_Task directions_.
Give an exact reproduction of all the lines in the listing.

_Provided data_.

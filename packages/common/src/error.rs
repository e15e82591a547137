use crate::schema::Column;
use thiserror::Error;

/// Errors raised when a cell is written with a value it cannot hold
#[derive(Error, Debug, Clone, PartialEq, Eq)]
pub enum CellError {
    #[error("Column {column:?} cannot hold a {found} value")]
    TypeMismatch { column: Column, found: &'static str },

    #[error("Invalid order value: {0:?}")]
    InvalidOrder(String),

    #[error("Invalid identity: {0:?}")]
    InvalidIdentity(String),
}
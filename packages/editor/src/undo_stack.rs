//! # Undo/Redo Stack
//!
//! Holds finished chains. The stack never replays anything itself: the
//! editor takes a chain off one side, replays it through a
//! [`crate::ReplayTask`] and hands it back with [`UndoStack::restore`].
//!
//! ## Design
//!
//! - Every new action is pushed as one chain and clears the redo side
//! - Undo takes the most recent applied chain
//! - Redo takes the most recent undone chain
//! - The oldest chains are dropped beyond the level limit

use crate::chain::{Chain, ChainState};
use tracing::debug;

#[derive(Debug)]
pub struct UndoStack {
    /// Applied chains (most recent last)
    undo_stack: Vec<Chain>,

    /// Undone chains (most recent last)
    redo_stack: Vec<Chain>,

    /// Maximum number of undo levels (0 = unlimited)
    max_levels: usize,
}

impl UndoStack {
    /// Create a new undo stack with default max levels (50)
    pub fn new() -> Self {
        Self::with_max_levels(50)
    }

    pub fn with_max_levels(max_levels: usize) -> Self {
        Self {
            undo_stack: Vec::new(),
            redo_stack: Vec::new(),
            max_levels,
        }
    }

    /// Record a freshly applied chain
    pub fn push(&mut self, chain: Chain) {
        self.push_undo(chain);

        // New action invalidates the future
        self.redo_stack.clear();
    }

    fn push_undo(&mut self, chain: Chain) {
        self.undo_stack.push(chain);

        if self.max_levels > 0 && self.undo_stack.len() > self.max_levels {
            let dropped = self.undo_stack.remove(0);
            debug!(chain = dropped.description(), "undo level evicted");
        }
    }

    pub fn take_undo(&mut self) -> Option<Chain> {
        self.undo_stack.pop()
    }

    pub fn take_redo(&mut self) -> Option<Chain> {
        self.redo_stack.pop()
    }

    /// Put a replayed chain back on the side matching its state
    pub fn restore(&mut self, chain: Chain) {
        match chain.state() {
            ChainState::Undone => self.redo_stack.push(chain),
            _ => self.push_undo(chain),
        }
    }

    pub fn can_undo(&self) -> bool {
        !self.undo_stack.is_empty()
    }

    pub fn can_redo(&self) -> bool {
        !self.redo_stack.is_empty()
    }

    pub fn undo_levels(&self) -> usize {
        self.undo_stack.len()
    }

    pub fn redo_levels(&self) -> usize {
        self.redo_stack.len()
    }

    pub fn max_levels(&self) -> usize {
        self.max_levels
    }

    pub fn clear(&mut self) {
        self.undo_stack.clear();
        self.redo_stack.clear();
    }

    /// Description of the next undo operation
    pub fn undo_description(&self) -> Option<&str> {
        self.undo_stack.last().map(Chain::description)
    }

    /// Description of the next redo operation
    pub fn redo_description(&self) -> Option<&str> {
        self.redo_stack.last().map(Chain::description)
    }
}

impl Default for UndoStack {
    fn default() -> Self {
        Self::new()
    }
}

_Output_.
filename packages/common/src/error.rs
repository e15e82591a547137
use crate::schema::Column;
use thiserror::Error;

/// Errors raised when a cell is written with a value it cannot hold
#[derive(Error, Debug, Clone, PartialEq, Eq)]
pub enum CellError {
    #[error("Column {column:?} cannot hold a {found} value")]
    TypeMismatch { column: Column, found: &'static str },

    #[error("Invalid order value: {0:?}")]
    InvalidOrder(String),

    #[error("Invalid identity: {0:?}")]
    InvalidIdentity(String),
}
filename packages/editor/src/undo_stack.rs
//! # Undo/Redo Stack
//!
//! Holds finished chains. The stack never replays anything itself: the
//! editor takes a chain off one side, replays it through a
//! [`crate::ReplayTask`] and hands it back with [`UndoStack::restore`].
//!
//! ## Design
//!
//! - Every new action is pushed as one chain and clears the redo side
//! - Undo takes the most recent applied chain
//! - Redo takes the most recent undone chain
//! - The oldest chains are dropped beyond the level limit

use crate::chain::{Chain, ChainState};
use tracing::debug;

#[derive(Debug)]
pub struct UndoStack {
    /// Applied chains (most recent last)
    undo_stack: Vec<Chain>,

    /// Undone chains (most recent last)
    redo_stack: Vec<Chain>,

    /// Maximum number of undo levels (0 = unlimited)
    max_levels: usize,
}

impl UndoStack {
    /// Create a new undo stack with default max levels (50)
    pub fn new() -> Self {
        Self::with_max_levels(50)
    }

    pub fn with_max_levels(max_levels: usize) -> Self {
        Self {
            undo_stack: Vec::new(),
            redo_stack: Vec::new(),
            max_levels,
        }
    }

    /// Record a freshly applied chain
    pub fn push(&mut self, chain: Chain) {
        self.push_undo(chain);

        // New action invalidates the future
        self.redo_stack.clear();
    }

    fn push_undo(&mut self, chain: Chain) {
        self.undo_stack.push(chain);

        if self.max_levels > 0 && self.undo_stack.len() > self.max_levels {
            let dropped = self.undo_stack.remove(0);
            debug!(chain = dropped.description(), "undo level evicted");
        }
    }

    pub fn take_undo(&mut self) -> Option<Chain> {
        self.undo_stack.pop()
    }

    pub fn take_redo(&mut self) -> Option<Chain> {
        self.redo_stack.pop()
    }

    /// Put a replayed chain back on the side matching its state
    pub fn restore(&mut self, chain: Chain) {
        match chain.state() {
            ChainState::Undone => self.redo_stack.push(chain),
            _ => self.push_undo(chain),
        }
    }

    pub fn can_undo(&self) -> bool {
        !self.undo_stack.is_empty()
    }

    pub fn can_redo(&self) -> bool {
        !self.redo_stack.is_empty()
    }

    pub fn undo_levels(&self) -> usize {
        self.undo_stack.len()
    }

    pub fn redo_levels(&self) -> usize {
        self.redo_stack.len()
    }

    pub fn max_levels(&self) -> usize {
        self.max_levels
    }

    pub fn clear(&mut self) {
        self.undo_stack.clear();
        self.redo_stack.clear();
    }

    /// Description of the next undo operation
    pub fn undo_description(&self) -> Option<&str> {
        self.undo_stack.last().map(Chain::description)
    }

    /// Description of the next redo operation
    pub fn redo_description(&self) -> Option<&str> {
        self.redo_stack.last().map(Chain::description)
    }
}

impl Default for UndoStack {
    fn default() -> Self {
        Self::new()
    }
}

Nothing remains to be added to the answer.